┌────────
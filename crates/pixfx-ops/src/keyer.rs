//! Additive/difference keyer.
//!
//! The keyer measures how far a screen color deviates from a reference
//! (key) color and adds that deviation, scaled by the background, back
//! onto the background:
//!
//! ```text
//! diff      = screen - reference
//! desat     = lerp(luminance(diff), diff, saturation)
//! highlight = gain * clamp(desat, 0, 1000) * bg
//! shadow    = shadow_gain * clamp(desat, -1000, 0) * bg   (optional)
//! result    = bg + highlight + shadow                     (optionally compensated)
//! ```
//!
//! Compensation keeps the visual strength roughly constant while the
//! gain is swept. Two formulas exist in the wild and both are offered
//! through [`CompensationFormula`].
//!
//! # Example
//!
//! ```rust
//! use pixfx_core::{Color3, LuminanceMode};
//! use pixfx_ops::keyer::{compose, KeyerParams};
//!
//! let params = KeyerParams::new(Color3::gray(0.1), LuminanceMode::Maximum, 0.5, 2.0);
//! let bg = Color3::new(0.2, 0.3, 0.4);
//!
//! // A screen pixel at the reference color leaves the background alone.
//! assert_eq!(compose(bg, Color3::gray(0.1), &params), bg);
//! ```

use pixfx_core::{
    clamp, lerp, luminance, ChannelSet, Color3, Format, LuminanceMode, PixelSpan, Row,
};
use serde::{Deserialize, Serialize};
use tracing::warn;

use crate::effect::{read_triple, write_triple};
use crate::error::{ensure_range, OpsError};
use crate::{AbortFlag, ChannelSpec, Effect, OpsResult, SpanBuffers, SpanOutcome};

/// Magnitude limit applied to the clamped deviation copies.
pub const KEY_LIMIT: f32 = 1000.0;

/// How the compensation factor is computed from the highlight gain.
#[derive(Debug, Clone, Copy, PartialEq, Eq, Default, Serialize, Deserialize)]
#[serde(rename_all = "snake_case")]
pub enum CompensationFormula {
    /// `1 / gain`: the highlight term becomes independent of the gain.
    #[default]
    Reciprocal,
    /// `1 - gain / 10`: a gentle falloff, reaching zero at gain 10.
    LinearFalloff,
}

impl CompensationFormula {
    /// Compensation factor for `gain`.
    #[inline]
    pub fn factor(self, gain: f32) -> f32 {
        match self {
            Self::Reciprocal => 1.0 / gain,
            Self::LinearFalloff => 1.0 - gain / 10.0,
        }
    }
}

/// Which part of the result the compensation factor scales.
#[derive(Debug, Clone, Copy, PartialEq, Eq, Default, Serialize, Deserialize)]
#[serde(rename_all = "snake_case")]
pub enum CompensationScope {
    /// Only the highlight term.
    #[default]
    Highlight,
    /// The whole composite, background included.
    Composite,
}

/// A compensation strategy.
#[derive(Debug, Clone, Copy, PartialEq, Eq, Default)]
pub struct Compensation {
    /// Factor formula
    pub formula: CompensationFormula,
    /// Scaled term
    pub scope: CompensationScope,
}

/// Derived keyer parameters.
#[derive(Debug, Clone, PartialEq)]
pub struct KeyerParams {
    /// Key color subtracted from the screen.
    pub reference: Color3,
    /// Luminance formula for the desaturation step.
    pub mode: LuminanceMode,
    /// 0 keys on luminance only, 1 keys on full color.
    pub saturation: f32,
    highlight_gain: f32,
    /// Shadow gain when the shadow branch is enabled.
    pub shadow: Option<f32>,
    compensation: Option<(CompensationScope, f32)>,
}

impl KeyerParams {
    /// Creates params with no shadow branch and no compensation.
    pub fn new(reference: Color3, mode: LuminanceMode, saturation: f32, highlight_gain: f32) -> Self {
        Self {
            reference,
            mode,
            saturation,
            highlight_gain,
            shadow: None,
            compensation: None,
        }
    }

    /// Enables the shadow branch with `gain`.
    pub fn with_shadow(mut self, gain: f32) -> Self {
        self.shadow = Some(gain);
        self
    }

    /// Enables compensation.
    ///
    /// A zero highlight gain leaves compensation off, since the
    /// reciprocal would be undefined.
    pub fn with_compensation(mut self, compensation: Compensation) -> Self {
        if self.highlight_gain == 0.0 {
            warn!("keyer compensation skipped: highlight gain is zero");
            self.compensation = None;
        } else {
            let factor = compensation.formula.factor(self.highlight_gain);
            self.compensation = Some((compensation.scope, factor));
        }
        self
    }

    /// Highlight gain, `>= 0`.
    ///
    /// Fixed at construction; the compensation factor is cached from it.
    #[inline]
    pub fn highlight_gain(&self) -> f32 {
        self.highlight_gain
    }

    /// Active compensation scope and its cached factor.
    pub fn compensation(&self) -> Option<(CompensationScope, f32)> {
        self.compensation
    }
}

/// Composites the keyed deviation of `screen` onto `bg`.
pub fn compose(bg: Color3, screen: Color3, params: &KeyerParams) -> Color3 {
    let diff = screen - params.reference;
    let y = luminance(diff, params.mode);
    let desat = diff.map(|c| lerp(y, c, params.saturation));

    let positive = desat.map(|c| clamp(c, 0.0, KEY_LIMIT));
    let highlight = positive * bg * params.highlight_gain;

    let shadow = match params.shadow {
        Some(gain) => desat.map(|c| clamp(c, -KEY_LIMIT, 0.0)) * bg * gain,
        None => Color3::BLACK,
    };

    match params.compensation {
        None => bg + highlight + shadow,
        Some((CompensationScope::Highlight, factor)) => bg + highlight * factor + shadow,
        Some((CompensationScope::Composite, factor)) => (bg + highlight + shadow) * factor,
    }
}

/// Keyer settings as stored in presets.
#[derive(Debug, Clone, PartialEq, Serialize, Deserialize)]
#[serde(default)]
pub struct KeyerSettings {
    /// Key color.
    pub reference_color: [f32; 3],
    /// When off the reference is black and the screen itself is the deviation.
    pub use_reference_color: bool,
    /// Luminance formula.
    pub mode: LuminanceMode,
    /// Saturation in `[0, 1]`.
    pub saturation: f32,
    /// Highlight gain.
    pub highlights: f32,
    /// Enables the shadow branch.
    pub enable_shadows: bool,
    /// Shadow gain.
    pub shadows: f32,
    /// Enables compensation.
    pub compensate: bool,
    /// Compensation formula.
    pub compensation_formula: CompensationFormula,
    /// Compensation scope.
    pub compensation_scope: CompensationScope,
}

impl Default for KeyerSettings {
    fn default() -> Self {
        Self {
            reference_color: [0.0; 3],
            use_reference_color: true,
            mode: LuminanceMode::Maximum,
            saturation: 0.0,
            highlights: 0.0,
            enable_shadows: false,
            shadows: 0.0,
            compensate: false,
            compensation_formula: CompensationFormula::default(),
            compensation_scope: CompensationScope::default(),
        }
    }
}

/// The keyer effect: input 0 is the background, input 1 the screen.
#[derive(Debug, Clone, Copy, Default)]
pub struct Keyer;

impl Effect for Keyer {
    const NAME: &'static str = "keyer";
    type Settings = KeyerSettings;
    type Params = KeyerParams;

    fn derive_params(settings: &KeyerSettings, _format: Format) -> OpsResult<KeyerParams> {
        let reference = if settings.use_reference_color {
            Color3::from(settings.reference_color)
        } else {
            Color3::BLACK
        };
        if !reference.is_finite() {
            return Err(OpsError::invalid("reference_color", "must be finite"));
        }
        let saturation = ensure_range("saturation", settings.saturation, 0.0, 1.0)?;
        let highlights = ensure_range("highlights", settings.highlights, 0.0, f32::MAX)?;

        let mut params = KeyerParams::new(reference, settings.mode, saturation, highlights);
        if settings.enable_shadows {
            params = params.with_shadow(ensure_range("shadows", settings.shadows, 0.0, f32::MAX)?);
        }
        if settings.compensate {
            params = params.with_compensation(Compensation {
                formula: settings.compensation_formula,
                scope: settings.compensation_scope,
            });
        }
        Ok(params)
    }

    fn required_channels(_params: &KeyerParams) -> ChannelSpec {
        ChannelSpec::triples(2)
    }

    fn process_span(
        params: &KeyerParams,
        span: PixelSpan,
        inputs: &SpanBuffers<'_>,
        channels: ChannelSet,
        out: &mut Row,
        abort: &AbortFlag,
    ) -> SpanOutcome {
        let (Some(bg_row), Some(screen_row)) = (inputs.row(0), inputs.row(1)) else {
            return SpanOutcome::Completed;
        };

        for triple in inputs.layout.triples(channels) {
            if abort.is_aborted() {
                return SpanOutcome::Aborted;
            }
            let bg = read_triple(bg_row, triple, span);
            let screen = read_triple(screen_row, triple, span);
            let keyed: Vec<Color3> = bg
                .iter()
                .zip(&screen)
                .map(|(&b, &s)| compose(b, s, params))
                .collect();
            write_triple(out, triple, span, &keyed);
        }
        SpanOutcome::Completed
    }
}

#[cfg(test)]
mod tests {
    use super::*;
    use approx::assert_abs_diff_eq;

    fn assert_color_eq(a: Color3, b: Color3) {
        assert_abs_diff_eq!(a.r, b.r, epsilon = 1e-6);
        assert_abs_diff_eq!(a.g, b.g, epsilon = 1e-6);
        assert_abs_diff_eq!(a.b, b.b, epsilon = 1e-6);
    }

    #[test]
    fn zero_deviation_returns_background() {
        let c = Color3::new(0.2, 0.3, 0.4);
        let params = KeyerParams::new(c, LuminanceMode::Maximum, 0.5, 2.0);
        assert_eq!(compose(c, c, &params), c);
    }

    #[test]
    fn zero_deviation_any_settings() {
        let bg = Color3::new(0.7, 0.1, 0.9);
        let reference = Color3::new(0.3, 0.6, 0.2);
        for mode in LuminanceMode::ALL {
            for saturation in [0.0, 0.25, 1.0] {
                for gain in [0.0, 1.0, 7.5] {
                    let params = KeyerParams::new(reference, mode, saturation, gain)
                        .with_shadow(3.0)
                        .with_compensation(Compensation::default());
                    assert_eq!(compose(bg, reference, &params), bg);
                }
            }
        }
    }

    #[test]
    fn highlight_adds_scaled_deviation() {
        // Maximum of (0.4, 0.2, 0.0) is 0.4; saturation 0 keys on luminance.
        let params = KeyerParams::new(Color3::BLACK, LuminanceMode::Maximum, 0.0, 2.0);
        let bg = Color3::new(0.5, 0.25, 1.0);
        let out = compose(bg, Color3::new(0.4, 0.2, 0.0), &params);
        assert_color_eq(out, bg + bg * 0.8);
    }

    #[test]
    fn full_saturation_keys_per_channel() {
        let params = KeyerParams::new(Color3::BLACK, LuminanceMode::Rec709, 1.0, 1.0);
        let bg = Color3::gray(0.5);
        let out = compose(bg, Color3::new(0.2, 0.0, 0.6), &params);
        assert_color_eq(out, Color3::new(0.6, 0.5, 0.8));
    }

    #[test]
    fn negative_deviation_needs_shadow_branch() {
        let reference = Color3::gray(0.5);
        let screen = Color3::gray(0.3);
        let bg = Color3::gray(1.0);

        let plain = KeyerParams::new(reference, LuminanceMode::Average, 0.0, 1.0);
        assert_eq!(compose(bg, screen, &plain), bg);

        let shadow = plain.with_shadow(2.0);
        let out = compose(bg, screen, &shadow);
        assert_color_eq(out, Color3::gray(0.6));
    }

    #[test]
    fn reciprocal_compensation_is_gain_invariant() {
        let bg = Color3::new(0.2, 0.4, 0.6);
        let screen = Color3::new(0.9, 0.5, 0.3);
        let comp = Compensation::default();
        let results: Vec<Color3> = [0.5, 2.0, 8.0]
            .into_iter()
            .map(|gain| {
                let params = KeyerParams::new(Color3::gray(0.1), LuminanceMode::Maximum, 0.3, gain)
                    .with_compensation(comp);
                compose(bg, screen, &params)
            })
            .collect();
        assert_color_eq(results[0], results[1]);
        assert_color_eq(results[1], results[2]);
    }

    #[test]
    fn linear_falloff_composite() {
        let params = KeyerParams::new(Color3::BLACK, LuminanceMode::Maximum, 0.0, 5.0)
            .with_compensation(Compensation {
                formula: CompensationFormula::LinearFalloff,
                scope: CompensationScope::Composite,
            });
        let bg = Color3::gray(0.2);
        let out = compose(bg, Color3::gray(0.1), &params);
        // (0.2 + 5 * 0.1 * 0.2) * (1 - 0.5)
        assert_color_eq(out, Color3::gray(0.15));
    }

    #[test]
    fn zero_gain_skips_compensation() {
        let params = KeyerParams::new(Color3::BLACK, LuminanceMode::Maximum, 0.0, 0.0)
            .with_compensation(Compensation::default());
        assert_eq!(params.compensation(), None);
        let out = compose(Color3::gray(0.4), Color3::WHITE, &params);
        assert!(out.is_finite());
        assert_eq!(out, Color3::gray(0.4));
    }

    #[test]
    fn cached_factor_matches_gain() {
        for formula in [CompensationFormula::Reciprocal, CompensationFormula::LinearFalloff] {
            let params = KeyerParams::new(Color3::BLACK, LuminanceMode::Rec709, 0.5, 4.0)
                .with_shadow(1.0)
                .with_compensation(Compensation {
                    formula,
                    scope: CompensationScope::Highlight,
                });
            assert_eq!(params.highlight_gain(), 4.0);
            let (_, factor) = params.compensation().unwrap();
            assert_eq!(factor, formula.factor(params.highlight_gain()));
        }

        let params = KeyerParams::new(Color3::BLACK, LuminanceMode::Rec709, 0.0, 4.0)
            .with_compensation(Compensation::default());
        // compensated highlight is gain * deviation * bg / gain
        let out = compose(Color3::gray(0.5), Color3::gray(0.2), &params);
        assert_color_eq(out, Color3::gray(0.5 + 0.2 * 0.5));
    }

    #[test]
    fn deviation_is_clamped() {
        let params = KeyerParams::new(Color3::BLACK, LuminanceMode::Maximum, 1.0, 1.0);
        let out = compose(Color3::WHITE, Color3::gray(5000.0), &params);
        assert_eq!(out, Color3::gray(1.0 + KEY_LIMIT));
    }

    #[test]
    fn derive_from_settings() {
        let settings = KeyerSettings {
            reference_color: [0.1, 0.2, 0.3],
            highlights: 2.0,
            compensate: true,
            ..Default::default()
        };
        let params = Keyer::derive_params(&settings, Format::new(4, 4)).unwrap();
        assert_eq!(params.reference, Color3::new(0.1, 0.2, 0.3));
        assert_eq!(params.mode, LuminanceMode::Maximum);
        assert_eq!(params.shadow, None);
        let (scope, factor) = params.compensation().unwrap();
        assert_eq!(scope, CompensationScope::Highlight);
        assert_abs_diff_eq!(factor, 0.5);

        let unreferenced = KeyerSettings {
            use_reference_color: false,
            ..settings
        };
        let params = Keyer::derive_params(&unreferenced, Format::new(4, 4)).unwrap();
        assert_eq!(params.reference, Color3::BLACK);
    }

    #[test]
    fn derive_rejects_out_of_range() {
        let format = Format::new(1, 1);
        let bad_sat = KeyerSettings {
            saturation: 1.5,
            ..Default::default()
        };
        assert!(Keyer::derive_params(&bad_sat, format).is_err());

        let bad_gain = KeyerSettings {
            highlights: -1.0,
            ..Default::default()
        };
        assert!(Keyer::derive_params(&bad_gain, format).is_err());

        let bad_shadow = KeyerSettings {
            enable_shadows: true,
            shadows: -0.5,
            ..Default::default()
        };
        assert!(Keyer::derive_params(&bad_shadow, format).is_err());
    }
}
└────────
Your goal:
Show every line from the listing above in which the string "inputs" appears.

Answer below:
        inputs: &SpanBuffers<'_>,
        let (Some(bg_row), Some(screen_row)) = (inputs.row(0), inputs.row(1)) else {
        for triple in inputs.layout.triples(channels) {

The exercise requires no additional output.